■ **How to complete this task**
Each line from the opening of the records that follow to the line with "use depthcam::config::PipelineConfig;" needs to be written out exactly. Add nothing.

■ **Collected data entries**
========
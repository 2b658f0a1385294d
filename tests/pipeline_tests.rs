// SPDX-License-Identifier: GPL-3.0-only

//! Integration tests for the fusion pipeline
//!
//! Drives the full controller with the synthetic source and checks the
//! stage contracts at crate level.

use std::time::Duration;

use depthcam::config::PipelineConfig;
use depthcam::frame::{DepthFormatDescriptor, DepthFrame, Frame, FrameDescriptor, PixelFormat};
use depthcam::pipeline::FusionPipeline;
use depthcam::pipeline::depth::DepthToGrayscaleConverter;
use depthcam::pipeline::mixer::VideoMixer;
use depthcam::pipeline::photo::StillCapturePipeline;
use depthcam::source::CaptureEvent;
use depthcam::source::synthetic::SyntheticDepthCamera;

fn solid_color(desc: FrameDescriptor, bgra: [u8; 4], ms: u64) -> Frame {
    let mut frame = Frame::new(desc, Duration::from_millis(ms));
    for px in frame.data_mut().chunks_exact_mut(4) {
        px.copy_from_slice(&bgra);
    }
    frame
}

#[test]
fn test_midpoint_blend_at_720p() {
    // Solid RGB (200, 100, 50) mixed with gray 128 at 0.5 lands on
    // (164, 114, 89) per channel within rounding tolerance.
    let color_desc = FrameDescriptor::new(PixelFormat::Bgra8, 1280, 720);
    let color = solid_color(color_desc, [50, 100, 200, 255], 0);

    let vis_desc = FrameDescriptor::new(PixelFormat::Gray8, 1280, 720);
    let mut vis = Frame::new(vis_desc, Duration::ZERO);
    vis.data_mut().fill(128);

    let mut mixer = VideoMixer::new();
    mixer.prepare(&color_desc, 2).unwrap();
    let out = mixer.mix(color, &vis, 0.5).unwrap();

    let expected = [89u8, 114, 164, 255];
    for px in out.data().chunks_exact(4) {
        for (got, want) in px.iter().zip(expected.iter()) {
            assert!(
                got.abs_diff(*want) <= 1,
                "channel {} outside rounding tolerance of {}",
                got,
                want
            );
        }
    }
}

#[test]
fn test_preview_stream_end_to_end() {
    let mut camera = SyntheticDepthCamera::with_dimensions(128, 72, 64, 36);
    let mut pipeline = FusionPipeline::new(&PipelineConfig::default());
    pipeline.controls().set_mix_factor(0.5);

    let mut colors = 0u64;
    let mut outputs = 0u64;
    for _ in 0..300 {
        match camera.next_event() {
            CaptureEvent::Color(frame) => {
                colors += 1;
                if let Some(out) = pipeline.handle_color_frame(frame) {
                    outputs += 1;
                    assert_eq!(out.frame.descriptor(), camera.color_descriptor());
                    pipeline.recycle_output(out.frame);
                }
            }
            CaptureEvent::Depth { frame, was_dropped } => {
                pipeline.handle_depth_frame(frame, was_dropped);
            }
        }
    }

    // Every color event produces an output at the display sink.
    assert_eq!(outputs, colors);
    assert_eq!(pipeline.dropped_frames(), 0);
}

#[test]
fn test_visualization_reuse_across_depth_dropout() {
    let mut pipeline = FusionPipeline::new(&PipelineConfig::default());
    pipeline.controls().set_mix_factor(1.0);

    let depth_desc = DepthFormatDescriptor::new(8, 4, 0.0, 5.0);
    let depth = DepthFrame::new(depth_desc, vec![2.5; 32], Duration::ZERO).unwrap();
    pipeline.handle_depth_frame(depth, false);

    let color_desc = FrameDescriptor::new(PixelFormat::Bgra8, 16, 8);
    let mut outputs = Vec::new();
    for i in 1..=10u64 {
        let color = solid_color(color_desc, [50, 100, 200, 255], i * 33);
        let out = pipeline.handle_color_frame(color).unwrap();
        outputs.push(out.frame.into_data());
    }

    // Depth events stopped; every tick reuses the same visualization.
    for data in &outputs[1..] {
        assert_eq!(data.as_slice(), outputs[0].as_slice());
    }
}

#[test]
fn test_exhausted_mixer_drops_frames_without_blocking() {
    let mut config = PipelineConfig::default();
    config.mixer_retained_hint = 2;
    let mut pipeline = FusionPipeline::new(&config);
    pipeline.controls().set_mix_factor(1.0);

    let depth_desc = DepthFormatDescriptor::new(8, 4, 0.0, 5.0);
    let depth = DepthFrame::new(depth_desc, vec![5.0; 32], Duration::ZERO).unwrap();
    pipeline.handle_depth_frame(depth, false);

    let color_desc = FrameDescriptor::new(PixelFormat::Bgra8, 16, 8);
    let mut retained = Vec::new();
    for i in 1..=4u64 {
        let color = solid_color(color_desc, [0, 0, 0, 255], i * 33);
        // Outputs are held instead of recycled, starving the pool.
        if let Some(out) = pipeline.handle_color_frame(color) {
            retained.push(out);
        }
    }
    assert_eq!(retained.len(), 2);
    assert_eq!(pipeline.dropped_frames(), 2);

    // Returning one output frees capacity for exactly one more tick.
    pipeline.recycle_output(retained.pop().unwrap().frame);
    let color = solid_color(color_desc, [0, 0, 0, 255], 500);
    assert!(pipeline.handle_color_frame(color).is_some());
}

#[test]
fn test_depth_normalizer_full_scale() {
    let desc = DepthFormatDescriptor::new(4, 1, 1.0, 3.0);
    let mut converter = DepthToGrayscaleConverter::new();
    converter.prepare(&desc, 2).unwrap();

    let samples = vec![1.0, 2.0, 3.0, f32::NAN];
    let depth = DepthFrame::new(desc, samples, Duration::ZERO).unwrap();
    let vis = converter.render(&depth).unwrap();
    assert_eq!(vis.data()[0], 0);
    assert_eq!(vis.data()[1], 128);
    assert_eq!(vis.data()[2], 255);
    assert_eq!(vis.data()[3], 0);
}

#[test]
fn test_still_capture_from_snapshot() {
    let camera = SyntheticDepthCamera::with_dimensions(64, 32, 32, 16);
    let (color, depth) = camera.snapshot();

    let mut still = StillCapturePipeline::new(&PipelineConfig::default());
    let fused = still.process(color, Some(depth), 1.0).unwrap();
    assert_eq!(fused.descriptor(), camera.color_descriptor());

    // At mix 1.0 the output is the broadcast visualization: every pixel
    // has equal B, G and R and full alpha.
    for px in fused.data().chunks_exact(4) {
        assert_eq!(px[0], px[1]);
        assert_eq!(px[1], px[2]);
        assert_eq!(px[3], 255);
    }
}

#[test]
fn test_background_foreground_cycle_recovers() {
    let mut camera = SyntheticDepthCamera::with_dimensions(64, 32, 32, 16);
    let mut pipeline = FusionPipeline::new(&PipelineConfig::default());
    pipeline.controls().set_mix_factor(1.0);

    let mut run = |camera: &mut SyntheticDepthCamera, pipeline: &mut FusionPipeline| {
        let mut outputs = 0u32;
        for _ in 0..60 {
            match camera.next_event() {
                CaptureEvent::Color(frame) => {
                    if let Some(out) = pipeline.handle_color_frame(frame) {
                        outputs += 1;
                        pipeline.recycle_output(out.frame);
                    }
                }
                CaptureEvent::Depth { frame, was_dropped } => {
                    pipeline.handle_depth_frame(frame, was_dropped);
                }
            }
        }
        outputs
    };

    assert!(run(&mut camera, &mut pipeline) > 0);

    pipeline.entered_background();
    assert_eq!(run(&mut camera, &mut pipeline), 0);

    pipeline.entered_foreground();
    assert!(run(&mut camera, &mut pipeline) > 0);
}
========
■ **Task response**
repository 2b658f0a1385294d
filename tests/pipeline_tests.rs
// SPDX-License-Identifier: GPL-3.0-only

//! Integration tests for the fusion pipeline
//!
//! Drives the full controller with the synthetic source and checks the
//! stage contracts at crate level.

use std::time::Duration;

use depthcam::config::PipelineConfig;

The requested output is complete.